To accomplish this, vehicles must be able to receive and transmit large quantities of information quickly. But this presents many challenges, particularly if they are traveling at high speeds.
“When you are a normal cellular user, one cellular tower is supporting you,” Nasim said. “When you’re using a vehicle, moving at a very high speed, you’re out of the range of a cellular tower very frequently. If you lose your connection or information for just a second or millisecond it may be very dangerous.”
To help overcome this, Nasim is researching ways to maximize the download capacity of the cars, which would let them receive more information in a given period of time. He compares this to downloading a movie on a smartphone.
“You want it to be downloaded at a very high speed. When you increase the download capacity, it may take two minutes instead of ten,” he said.
In the interest of speed, it is also necessary to communicate directly between vehicles, instead of always using a tower as an intermediary, which Nasim said would be easier.

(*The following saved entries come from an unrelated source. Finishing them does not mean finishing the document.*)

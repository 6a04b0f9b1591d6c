//! Postings - inverted label index of one block
//!
//! Maps label name → label value → sorted series ordinals.
//!
//! # Example
//! ```ignore
//! // {job="api", code=~"5.."}
//! let candidates = postings.select(&matchers);
//! // candidates = ordinals of series carrying job="api" and a 5xx code
//! ```
//!
//! Built once when a block is opened and never modified afterwards.

use crate::storage::types::{LabelMatcher, Labels, MatchOp};
use std::collections::BTreeMap;

/// Ordinal of a series within its block
pub type SeriesRef = u32;

#[derive(Debug, Default)]
pub struct Postings {
    /// name → value → ordinals (ascending)
    index: BTreeMap<String, BTreeMap<String, Vec<SeriesRef>>>,
    /// every ordinal (ascending)
    all: Vec<SeriesRef>,
}

impl Postings {
    pub fn new() -> Self {
        Self::default()
    }

    /// Build from label sets enumerated in ordinal order
    pub fn build<'a>(series: impl IntoIterator<Item = &'a Labels>) -> Self {
        let mut postings = Self::new();
        for (ordinal, labels) in series.into_iter().enumerate() {
            postings.add(ordinal as SeriesRef, labels);
        }
        postings
    }

    /// Add a series. Ordinals must be added in ascending order.
    pub fn add(&mut self, series: SeriesRef, labels: &Labels) {
        self.all.push(series);
        for label in labels.iter() {
            self.index
                .entry(label.name.clone())
                .or_default()
                .entry(label.value.clone())
                .or_default()
                .push(series);
        }
    }

    /// Series carrying exactly `name=value`
    pub fn find(&self, name: &str, value: &str) -> &[SeriesRef] {
        self.index
            .get(name)
            .and_then(|values| values.get(value))
            .map(|refs| refs.as_slice())
            .unwrap_or(&[])
    }

    /// Series whose value for the matcher's label is present and accepted
    pub fn find_matching(&self, matcher: &LabelMatcher) -> Vec<SeriesRef> {
        if matcher.op == MatchOp::Equal {
            return self.find(&matcher.name, &matcher.value).to_vec();
        }

        let Some(values) = self.index.get(&matcher.name) else {
            return Vec::new();
        };

        let lists: Vec<&[SeriesRef]> = values
            .iter()
            .filter(|(value, _)| matcher.matches(value))
            .map(|(_, refs)| refs.as_slice())
            .collect();

        union(&lists)
    }

    /// Candidate series for a matcher set.
    ///
    /// Intersects the postings of every matcher that rejects the empty
    /// value; matchers accepting `""` cannot be answered from postings
    /// alone, so callers verify candidates against all matchers.
    pub fn select(&self, matchers: &[LabelMatcher]) -> Vec<SeriesRef> {
        let mut result: Option<Vec<SeriesRef>> = None;

        for matcher in matchers.iter().filter(|m| !m.matches_empty()) {
            let refs = self.find_matching(matcher);
            result = Some(match result {
                Some(existing) => intersect(&existing, &refs),
                None => refs,
            });
            if result.as_ref().is_some_and(|r| r.is_empty()) {
                break;
            }
        }

        result.unwrap_or_else(|| self.all.clone())
    }

    pub fn all(&self) -> &[SeriesRef] {
        &self.all
    }

    pub fn label_names(&self) -> impl Iterator<Item = &str> {
        self.index.keys().map(|k| k.as_str())
    }

    pub fn label_values(&self, name: &str) -> impl Iterator<Item = &str> {
        self.index
            .get(name)
            .into_iter()
            .flat_map(|values| values.keys().map(|v| v.as_str()))
    }

    pub fn series_count(&self) -> usize {
        self.all.len()
    }
}

/// Intersection of two ascending lists
fn intersect(a: &[SeriesRef], b: &[SeriesRef]) -> Vec<SeriesRef> {
    let mut out = Vec::with_capacity(a.len().min(b.len()));
    let (mut i, mut j) = (0, 0);
    while i < a.len() && j < b.len() {
        match a[i].cmp(&b[j]) {
            std::cmp::Ordering::Less => i += 1,
            std::cmp::Ordering::Greater => j += 1,
            std::cmp::Ordering::Equal => {
                out.push(a[i]);
                i += 1;
                j += 1;
            }
        }
    }
    out
}

/// Union of ascending lists, ascending and deduplicated
fn union(lists: &[&[SeriesRef]]) -> Vec<SeriesRef> {
    let mut out: Vec<SeriesRef> = lists.iter().flat_map(|l| l.iter().copied()).collect();
    out.sort_unstable();
    out.dedup();
    out
}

“Vehicles are not designed to do this,” he said.
Aside from the mechanics of vehicular communications, which the team’s research focuses on, there are other challenges.
Govindarajulu said that privacy is also an important consideration since vehicles would transmit information about their speed and surrounding environment to other vehicles.

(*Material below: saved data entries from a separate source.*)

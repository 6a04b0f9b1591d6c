//! Lazy sample iteration across blocks
//!
//! A `Series` is a label set plus the blocks that hold data for it. Its
//! `SeriesIterator` pulls chunks one at a time and merges blocks so the
//! caller sees a single forward sequence of samples. Every pull consults the
//! `QueryContext`: cancellation and the deadline are checked before work and
//! every yielded sample is charged to the query's budget.

use crate::index::SeriesRef;
use crate::query::QueryContext;
use crate::storage::block::{Block, ChunkMeta};
use crate::storage::error::StorageResult;
use crate::storage::types::{Labels, Sample, TimeRange};
use std::collections::btree_map;
use std::sync::Arc;

/// A series located in one or more blocks
#[derive(Debug, Clone)]
pub struct Series {
    labels: Labels,
    /// Sources in block order; later entries win on equal timestamps
    sources: Vec<(Arc<Block>, SeriesRef)>,
}

impl Series {
    pub(crate) fn new(labels: Labels, sources: Vec<(Arc<Block>, SeriesRef)>) -> Self {
        Self { labels, sources }
    }

    pub fn labels(&self) -> &Labels {
        &self.labels
    }

    /// Samples of this series inside `range`, oldest first
    pub fn iter<'a>(&'a self, range: TimeRange, ctx: &'a QueryContext) -> SeriesIterator<'a> {
        let cursors = self
            .sources
            .iter()
            .map(|(block, series)| BlockCursor::new(block, &block.series(*series).chunks))
            .collect();

        SeriesIterator {
            cursors,
            range,
            ctx,
            done: false,
        }
    }

    /// Whether any sample falls inside `range`.
    ///
    /// Not charged to a query budget; decodes at most the boundary chunks.
    pub(crate) fn has_samples_in(&self, range: &TimeRange) -> StorageResult<bool> {
        for (block, series) in &self.sources {
            for meta in block.series(*series).chunks.iter() {
                if !meta.overlaps(range) {
                    continue;
                }
                if meta.min_time >= range.start && meta.max_time < range.end {
                    return Ok(true);
                }
                if block.read_chunk(meta)?.iter().any(|s| range.contains(s.t)) {
                    return Ok(true);
                }
            }
        }
        Ok(false)
    }
}

/// Position inside the chunks of one block
struct BlockCursor<'a> {
    block: &'a Block,
    chunks: &'a [ChunkMeta],
    next_chunk: usize,
    buffer: Vec<Sample>,
    pos: usize,
}

impl<'a> BlockCursor<'a> {
    fn new(block: &'a Block, chunks: &'a [ChunkMeta]) -> Self {
        Self {
            block,
            chunks,
            next_chunk: 0,
            buffer: Vec::new(),
            pos: 0,
        }
    }

    /// Current sample, decoding the next overlapping chunk when needed
    fn peek(&mut self, range: &TimeRange) -> StorageResult<Option<Sample>> {
        while self.pos >= self.buffer.len() {
            let Some(meta) = self.next_overlapping(range) else {
                return Ok(None);
            };
            let mut samples = self.block.read_chunk(&meta)?;
            samples.retain(|s| range.contains(s.t));
            self.buffer = samples;
            self.pos = 0;
        }
        Ok(Some(self.buffer[self.pos]))
    }

    fn next_overlapping(&mut self, range: &TimeRange) -> Option<ChunkMeta> {
        while let Some(meta) = self.chunks.get(self.next_chunk) {
            self.next_chunk += 1;
            if meta.min_time >= range.end {
                self.next_chunk = self.chunks.len();
                return None;
            }
            if meta.overlaps(range) {
                return Some(*meta);
            }
        }
        None
    }

    fn head(&self) -> Option<Sample> {
        self.buffer.get(self.pos).copied()
    }

    fn advance(&mut self) {
        self.pos += 1;
    }
}

/// Forward-only, non-restartable sequence of samples for one series
pub struct SeriesIterator<'a> {
    cursors: Vec<BlockCursor<'a>>,
    range: TimeRange,
    ctx: &'a QueryContext,
    done: bool,
}

impl<'a> SeriesIterator<'a> {
    fn pull(&mut self) -> StorageResult<Option<Sample>> {
        self.ctx.check()?;

        let mut best: Option<Sample> = None;
        for cursor in &mut self.cursors {
            if let Some(sample) = cursor.peek(&self.range)? {
                best = match best {
                    Some(current) if current.t < sample.t => Some(current),
                    _ => Some(sample),
                };
            }
        }

        let Some(sample) = best else {
            return Ok(None);
        };

        for cursor in &mut self.cursors {
            if cursor.head().is_some_and(|s| s.t == sample.t) {
                cursor.advance();
            }
        }

        self.ctx.record_sample()?;
        Ok(Some(sample))
    }
}

impl<'a> Iterator for SeriesIterator<'a> {
    type Item = StorageResult<Sample>;

    fn next(&mut self) -> Option<Self::Item> {
        if self.done {
            return None;
        }
        match self.pull() {
            Ok(Some(sample)) => Some(Ok(sample)),
            Ok(None) => {
                self.done = true;
                None
            }
            Err(e) => {
                self.done = true;
                Some(Err(e))
            }
        }
    }
}

/// Lazily yields the selected series in label order, skipping series
/// without a sample in the selection range
pub struct SeriesSet<'a> {
    entries: btree_map::IntoIter<Labels, Vec<(Arc<Block>, SeriesRef)>>,
    range: TimeRange,
    ctx: &'a QueryContext,
}

impl<'a> SeriesSet<'a> {
    pub(crate) fn new(
        entries: btree_map::IntoIter<Labels, Vec<(Arc<Block>, SeriesRef)>>,
        range: TimeRange,
        ctx: &'a QueryContext,
    ) -> Self {
        Self {
            entries,
            range,
            ctx,
        }
    }
}

impl<'a> Iterator for SeriesSet<'a> {
    type Item = StorageResult<Series>;

    fn next(&mut self) -> Option<Self::Item> {
        loop {
            if let Err(e) = self.ctx.check() {
                return Some(Err(e.into()));
            }
            let (labels, sources) = self.entries.next()?;
            let series = Series::new(labels, sources);
            match series.has_samples_in(&self.range) {
                Ok(true) => return Some(Ok(series)),
                Ok(false) => continue,
                Err(e) => return Some(Err(e)),
            }
        }
    }
}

“Privacy is the first concern. A few people don’t want to share that information,” said Govindarajulu.
Govindarajulu also warned someone could hack the communications system, sending vehicles false information and misuse it.
Despite these challenges, both he and Govindarajulu believe that the technology will be overwhelmingly beneficial.
“It would make our driving safer and save a lot of time as well,” said Govindarajulu, who believes that it could also help victims of car accidents. “If there’s an accident, we can send video information to the paramedics, we can say what is the condition of the patients.”
And the technology wouldn’t only be for cars. Nasim said that it would have other possible applications and that it could be used in ships and airplanes in the future.
The team has already been recognized for their research, being the recipients of an NSF grant, among others, which Nasim considers significant.
“It’s a great achievement for FIU that their faculty and students have already gained big grants from the NSF and others,” said Nasim.
Both Nasim and Govindarajulu mentioned that Google, Tesla, and other companies have already developed cars that incorporate machine learning. Nasim said that if there is rapid progress in the field, by 2024 students can expect semi-autonomous vehicles to become widely available.
Last spring, Govindarajulu, whose research focuses on making components of antennas and radio frequency systems smaller, was awarded an award for the best student paper in a competition. She considers this a major turning point in her research.
“It was important to me to be socially responsible,” Govindarajulu said. “There are many technologies which are complicated. Normal people can’t use [them]. This will impact people.”